Because of this, I'm fairly confident that I can get anything done, but I have
no schooling to support me. Don't get me wrong, I don't consider myself a
highly skilled or knowledgeable programmer, but I know how to break down
complex tasks and produce results. I've been writing functional PHP my whole
life since I'm unable to focus on learning a new language long enough to
actually do so (and because of this, I have lots of self doubt that I'd
actually be able to learn a new one if I wanted to).

I consider my 'Sales Analyst' role an intro to data science. Essentially,
we're collecting all types of data from different sources and producing
reports on them. How many products were sold? From what channels? From which
sales persons on which team? How many customers did they talk to? How many of
their booked installations failed? Were successes? Whats our market
penetration like? Where are we seeing trends in disconnections or connections?
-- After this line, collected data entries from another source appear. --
//! CLI argument parsing with clap.

use clap::{Parser, Subcommand};
use std::path::PathBuf;

/// Control a tethered camera: settings, live preview and capture
#[derive(Parser, Debug)]
#[command(name = "tethercam")]
#[command(version, about = "Tethered camera control", long_about = None)]
pub struct Args {
    #[command(subcommand)]
    pub command: Command,

    /// Config file path
    #[arg(long, short, global = true)]
    pub config: Option<PathBuf>,
}

#[derive(Subcommand, Debug)]
pub enum Command {
    /// Connect and print the camera's capabilities and settings
    Info {
        /// Print the settings tree as JSON
        #[arg(long)]
        json: bool,
    },
    /// Change one camera setting
    Set {
        /// Setting name (e.g. iso)
        name: String,
        /// New value (must be one of the listed choices for choice settings)
        value: String,
    },
    /// Take a full-resolution picture
    Capture {
        /// Directory to save the picture to
        #[arg(long, short)]
        output: Option<PathBuf>,
        /// Upload the picture instead of saving it
        #[arg(long, conflicts_with = "output")]
        upload: bool,
        /// Upload endpoint (overrides config and TETHERCAM_UPLOAD_URL)
        #[arg(long, requires = "upload")]
        endpoint: Option<String>,
    },
    /// Stream live preview frames
    Preview {
        /// Seconds to stream (Ctrl-C stops early)
        #[arg(long, short, default_value = "5")]
        duration: u64,
        /// Save the last preview frame into this directory
        #[arg(long, short)]
        output: Option<PathBuf>,
    },
    /// Configuration management
    Config {
        #[command(subcommand)]
        action: ConfigAction,
    },
}

#[derive(Subcommand, Debug, Clone)]
pub enum ConfigAction {
    /// Show current configuration
    Show,
    /// Create default config file
    Init,
}

#[cfg(test)]
mod tests {
    use super::*;

    #[test]
    fn test_parse_set() {
        let args = Args::try_parse_from(["tethercam", "set", "iso", "200"]).unwrap();
        match args.command {
            Command::Set { name, value } => {
                assert_eq!(name, "iso");
                assert_eq!(value, "200");
            }
            other => panic!("unexpected command {:?}", other),
        }
    }

    #[test]
    fn test_capture_upload_conflicts_with_output() {
        let result = Args::try_parse_from(["tethercam", "capture", "--upload", "--output", "out"]);
        assert!(result.is_err());
    }

    #[test]
    fn test_endpoint_requires_upload() {
        assert!(Args::try_parse_from(["tethercam", "capture", "--endpoint", "http://x"]).is_err());
        assert!(
            Args::try_parse_from(["tethercam", "capture", "--upload", "--endpoint", "http://x"]).is_ok()
        );
    }

    #[test]
    fn test_preview_default_duration() {
        let args = Args::try_parse_from(["tethercam", "preview"]).unwrap();
        assert!(matches!(args.command, Command::Preview { duration: 5, output: None }));
    }

    #[test]
    fn test_global_config_flag() {
        let args = Args::try_parse_from(["tethercam", "info", "--config", "c.toml"]).unwrap();
        assert_eq!(args.config, Some(PathBuf::from("c.toml")));
    }
}
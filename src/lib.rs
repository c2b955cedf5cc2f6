//! tethercam library crate.
//!
//! Session control, live preview and capture for a tethered camera. The
//! binary drives these against the simulated camera; the modules are
//! public for integration testing and for other front ends.

pub mod camera;
pub mod capture;
pub mod config;
pub mod controller;
pub mod handles;
pub mod preview;
pub mod upload;
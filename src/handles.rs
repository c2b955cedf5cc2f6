//! Transient object handles.
//!
//! A displayable reference to a binary resource (a preview frame, a captured
//! file). Creating one allocates a resource in a [`HandleRegistry`]; dropping
//! the [`ObjectHandle`] revokes it, so every handle is released exactly once.

use std::collections::HashSet;
use std::fmt;
use std::sync::atomic::{AtomicU64, Ordering};
use std::sync::{Arc, Mutex};

/// Allocates and revokes handle resources.
pub trait HandleRegistry: Send + Sync {
    /// Allocate a resource for `len` bytes of `mime_type`; returns its id.
    fn create(&self, mime_type: &str, len: usize) -> String;

    fn revoke(&self, id: &str);
}

/// Owned reference to a registered resource. Revoked on drop.
pub struct ObjectHandle {
    id: String,
    registry: Arc<dyn HandleRegistry>,
}

impl ObjectHandle {
    pub fn new(registry: Arc<dyn HandleRegistry>, mime_type: &str, len: usize) -> Self {
        let id = registry.create(mime_type, len);
        Self { id, registry }
    }

    pub fn id(&self) -> &str {
        &self.id
    }
}

impl fmt::Debug for ObjectHandle {
    fn fmt(&self, f: &mut fmt::Formatter<'_>) -> fmt::Result {
        f.debug_tuple("ObjectHandle").field(&self.id).finish()
    }
}

impl Drop for ObjectHandle {
    fn drop(&mut self) {
        self.registry.revoke(&self.id);
    }
}

/// Registry that counts allocations and keeps the set of live ids.
#[derive(Default)]
pub struct TrackingRegistry {
    next_id: AtomicU64,
    created: AtomicU64,
    revoked: AtomicU64,
    live: Mutex<HashSet<String>>,
}

impl TrackingRegistry {
    pub fn new() -> Self {
        Self::default()
    }

    pub fn created(&self) -> u64 {
        self.created.load(Ordering::SeqCst)
    }

    pub fn revoked(&self) -> u64 {
        self.revoked.load(Ordering::SeqCst)
    }

    pub fn live(&self) -> usize {
        self.live_ids().len()
    }

    pub fn is_live(&self, id: &str) -> bool {
        self.live_ids().contains(id)
    }

    fn live_ids(&self) -> std::sync::MutexGuard<'_, HashSet<String>> {
        self.live.lock().unwrap_or_else(|poisoned| poisoned.into_inner())
    }
}

impl HandleRegistry for TrackingRegistry {
    fn create(&self, mime_type: &str, len: usize) -> String {
        let n = self.next_id.fetch_add(1, Ordering::SeqCst) + 1;
        let id = format!("blob:tethercam/{}", n);
        self.created.fetch_add(1, Ordering::SeqCst);
        self.live_ids().insert(id.clone());
        log::trace!("Created handle {} ({}, {} bytes)", id, mime_type, len);
        id
    }

    fn revoke(&self, id: &str) {
        if self.live_ids().remove(id) {
            self.revoked.fetch_add(1, Ordering::SeqCst);
            log::trace!("Revoked handle {}", id);
        } else {
            log::warn!("Revoking unknown or already revoked handle {}", id);
        }
    }
}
Why? We're dealing with millions of records, from half a dozen data sources,
often with no unique key matching the data up.

It's a very interesting job, but without any previous experience in the field
it's all been self taught. I've looked into a few data science programs and
books, but I've felt that everything I see and read is so far above me that I
can't even get started on the books or courses. My math skills are pretty
basic, but that's never stopped me before as I've always been able to find the
results that I'm looking for. I know that with the proper knowledge and
experience I'd be able to land a data science job and get a 30-50K raise at
the same time, but just don't have anything on my resume to qualify me. Nor do
I know what an -actual- data scientist does, so I lack the confidence in even
pursuing any openings I see around. I'm getting married next year, have a
seven year old daughter, and bills to pay like anybody else, the job security
I have in my current role definitely acts as a deterrent from taking a leap
into the unknown as well.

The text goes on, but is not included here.